BULAWAYO pressure group Ibhetshu LikaZulu says it will celebrate this year’s World Genocide Commemoration Day on December 9 with a memorial service at a Gukurahundi mass grave in Tsholotsho, Matabeleland North province.

BY NQOBANI NDLOVU

The latest move comes after police in Kezi last month barred the pressure group from holding a similar memorial service at a disused mineshaft in Bhalagwe where victims of the Gukurahundi mass killings lie buried.

The World Genocide Commemoration Day is meant to remember victims of past genocides and to “highlight humanity’s responsibility to prevent future genocides”.

Ibhetshu LikaZulu co-ordinator Mbuso Fuzwayo said the pressure group had chosen Zamatukwe Primary School in Tsholotsho for the memorial service.

“We believe December 9, a day when the world commemorates World Genocide Day is apt to hold a memorial service for the Gukurahundi victims in Tsholotsho. We are also saying it is a dark past that, as a country, we should never live to witness again,” he said.
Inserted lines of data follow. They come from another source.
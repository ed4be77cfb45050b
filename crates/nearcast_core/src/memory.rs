//! In-memory backends for tests and the simulator: a TTL key-value map,
//! a process-local pub/sub bus, and a vector-backed archive. Production
//! deployments use the Redis- and SQLite-backed implementations in the
//! server crate; these exist so the whole gateway runs self-contained.

use crate::error::CoreError;
use crate::ids::{ClientId, TokenId};
use crate::location::Location;
use crate::pubsub::PubSub;
use crate::store::{ArchiveStore, KeyValueStore};
use async_trait::async_trait;
use std::collections::HashMap;
use std::sync::atomic::{AtomicU64, Ordering};
use std::sync::{Arc, Mutex};
use tokio::sync::mpsc;
use tokio::time::{Duration, Instant};

/// Key-value map with per-key TTL, expired lazily on read.
#[derive(Default)]
pub struct MemoryKv {
    entries: Mutex<HashMap<String, (Vec<u8>, Instant)>>,
}

impl MemoryKv {
    pub fn new() -> Self {
        MemoryKv::default()
    }
}

#[async_trait]
impl KeyValueStore for MemoryKv {
    async fn setex(&self, key: &str, ttl_secs: u64, value: &[u8]) -> Result<(), CoreError> {
        let deadline = Instant::now() + Duration::from_secs(ttl_secs);
        self.entries
            .lock()
            .unwrap()
            .insert(key.to_string(), (value.to_vec(), deadline));
        Ok(())
    }

    async fn get(&self, key: &str) -> Result<Option<Vec<u8>>, CoreError> {
        let mut entries = self.entries.lock().unwrap();
        match entries.get(key) {
            Some((_, deadline)) if *deadline <= Instant::now() => {
                entries.remove(key);
                Ok(None)
            }
            Some((value, _)) => Ok(Some(value.clone())),
            None => Ok(None),
        }
    }
}

type BusMessage = (String, Vec<u8>);

/// Process-local broker. Each [`connect`](MemoryBus::connect) hands out an
/// independent handle with its own subscription set, mirroring one broker
/// connection.
#[derive(Default)]
pub struct MemoryBus {
    subscribers: Mutex<HashMap<String, HashMap<u64, mpsc::UnboundedSender<BusMessage>>>>,
    next_handle: AtomicU64,
}

impl MemoryBus {
    pub fn new() -> Arc<Self> {
        Arc::new(MemoryBus::default())
    }

    /// Open a new pub/sub handle on this bus.
    pub fn connect(self: &Arc<Self>) -> MemoryPubSub {
        let (tx, rx) = mpsc::unbounded_channel();
        MemoryPubSub {
            bus: self.clone(),
            handle: self.next_handle.fetch_add(1, Ordering::Relaxed),
            tx,
            rx: tokio::sync::Mutex::new(rx),
        }
    }

    /// Number of handles currently subscribed to `channel` (test hook).
    pub fn subscriber_count(&self, channel: &str) -> usize {
        self.subscribers
            .lock()
            .unwrap()
            .get(channel)
            .map(|subs| subs.len())
            .unwrap_or(0)
    }

    fn publish(&self, channel: &str, payload: &[u8]) {
        if let Some(subs) = self.subscribers.lock().unwrap().get(channel) {
            for tx in subs.values() {
                // a closed handle is cleaned up on disconnect
                let _ = tx.send((channel.to_string(), payload.to_vec()));
            }
        }
    }

    fn subscribe(&self, handle: u64, channel: &str, tx: mpsc::UnboundedSender<BusMessage>) {
        self.subscribers
            .lock()
            .unwrap()
            .entry(channel.to_string())
            .or_default()
            .insert(handle, tx);
    }

    fn unsubscribe(&self, handle: u64, channel: &str) {
        let mut subscribers = self.subscribers.lock().unwrap();
        if let Some(subs) = subscribers.get_mut(channel) {
            subs.remove(&handle);
            if subs.is_empty() {
                subscribers.remove(channel);
            }
        }
    }

    fn disconnect(&self, handle: u64) {
        let mut subscribers = self.subscribers.lock().unwrap();
        subscribers.retain(|_, subs| {
            subs.remove(&handle);
            !subs.is_empty()
        });
    }
}

/// One connection to a [`MemoryBus`].
pub struct MemoryPubSub {
    bus: Arc<MemoryBus>,
    handle: u64,
    tx: mpsc::UnboundedSender<BusMessage>,
    rx: tokio::sync::Mutex<mpsc::UnboundedReceiver<BusMessage>>,
}

#[async_trait]
impl PubSub for MemoryPubSub {
    async fn publish(&self, channel: &str, payload: &[u8]) -> Result<(), CoreError> {
        self.bus.publish(channel, payload);
        Ok(())
    }

    async fn subscribe(&self, channel: &str) -> Result<(), CoreError> {
        self.bus.subscribe(self.handle, channel, self.tx.clone());
        Ok(())
    }

    async fn unsubscribe(&self, channel: &str) -> Result<(), CoreError> {
        self.bus.unsubscribe(self.handle, channel);
        Ok(())
    }

    async fn receive(&self) -> Result<(String, Vec<u8>), CoreError> {
        self.rx
            .lock()
            .await
            .recv()
            .await
            .ok_or_else(|| CoreError::Broker("bus closed".to_string()))
    }
}

impl Drop for MemoryPubSub {
    fn drop(&mut self) {
        self.bus.disconnect(self.handle);
    }
}

/// Vector-backed archive.
#[derive(Default)]
pub struct MemoryArchive {
    sessions: Mutex<Vec<(ClientId, TokenId, String)>>,
    tracks: Mutex<HashMap<TokenId, Vec<Location>>>,
}

impl MemoryArchive {
    pub fn new() -> Self {
        MemoryArchive::default()
    }

    /// Number of recorded sessions (test hook).
    pub fn session_count(&self) -> usize {
        self.sessions.lock().unwrap().len()
    }
}

#[async_trait]
impl ArchiveStore for MemoryArchive {
    async fn record_session(
        &self,
        client_id: ClientId,
        token_id: TokenId,
        user_agent: &str,
    ) -> Result<(), CoreError> {
        self.sessions
            .lock()
            .unwrap()
            .push((client_id, token_id, user_agent.to_string()));
        Ok(())
    }

    async fn append_location(&self, token_id: TokenId, loc: &Location) -> Result<(), CoreError> {
        self.tracks
            .lock()
            .unwrap()
            .entry(token_id)
            .or_default()
            .push(*loc);
        Ok(())
    }

    async fn locations_by_token(&self, token_id: TokenId) -> Result<Vec<Location>, CoreError> {
        Ok(self
            .tracks
            .lock()
            .unwrap()
            .get(&token_id)
            .cloned()
            .unwrap_or_default())
    }
}

#[cfg(test)]
mod tests {
    use super::*;

    #[tokio::test(start_paused = true)]
    async fn kv_entries_expire() {
        let kv = MemoryKv::new();
        kv.setex("token", 1, b"client").await.unwrap();
        assert_eq!(kv.get("token").await.unwrap().as_deref(), Some(&b"client"[..]));

        tokio::time::advance(Duration::from_secs(2)).await;
        assert_eq!(kv.get("token").await.unwrap(), None);
    }

    #[tokio::test]
    async fn bus_routes_to_subscribed_handles_only() {
        let bus = MemoryBus::new();
        let a = bus.connect();
        let b = bus.connect();

        a.subscribe("cell-1").await.unwrap();
        b.publish("cell-1", b"hello").await.unwrap();
        b.publish("cell-2", b"elsewhere").await.unwrap();

        let (channel, payload) = a.receive().await.unwrap();
        assert_eq!(channel, "cell-1");
        assert_eq!(payload, b"hello");

        a.unsubscribe("cell-1").await.unwrap();
        assert_eq!(bus.subscriber_count("cell-1"), 0);
    }

    #[tokio::test]
    async fn archive_preserves_track_order() {
        let archive = MemoryArchive::new();
        let token = TokenId::random();
        for i in 0..3 {
            let loc = Location::new(1.0, 2.0, 0.0, 0.0, i);
            archive.append_location(token, &loc).await.unwrap();
        }
        let track = archive.locations_by_token(token).await.unwrap();
        assert_eq!(track.len(), 3);
        assert_eq!(track[2].timestamp, 2);
    }
}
Tsholotsho is one of the districts that bore the brunt of the 1980s mass killings when former President Robert Mugabe sent a North Korean-trained Fifth Brigade to crack down alleged dissent to his rule.

“We are going to notify the police like we did with our previous event in Kezi and we hope this time around, the police will not block us. We need to pray that the souls of those buried in the mass graves may rest peacefully, their souls are not at peace,” he added.

Police barred Ibhetshu LikaZulu activists, Zapu members including party leader Dumiso Dabengwa and several others from visiting Bhalagwe for a prayer meeting for the Gukurahundi victims.

The event had earlier been sanctioned by police, but in an about-turn, anti-riot police barricaded the road leading to Bhalagwe.

In a statement, Zapu condemned the police saying there is no law that prohibits the holding of a memorial service, adding, “we then wonder as to what could be the reason for such barbarism? What is it that the State is hiding behind those thousands of skeletons”.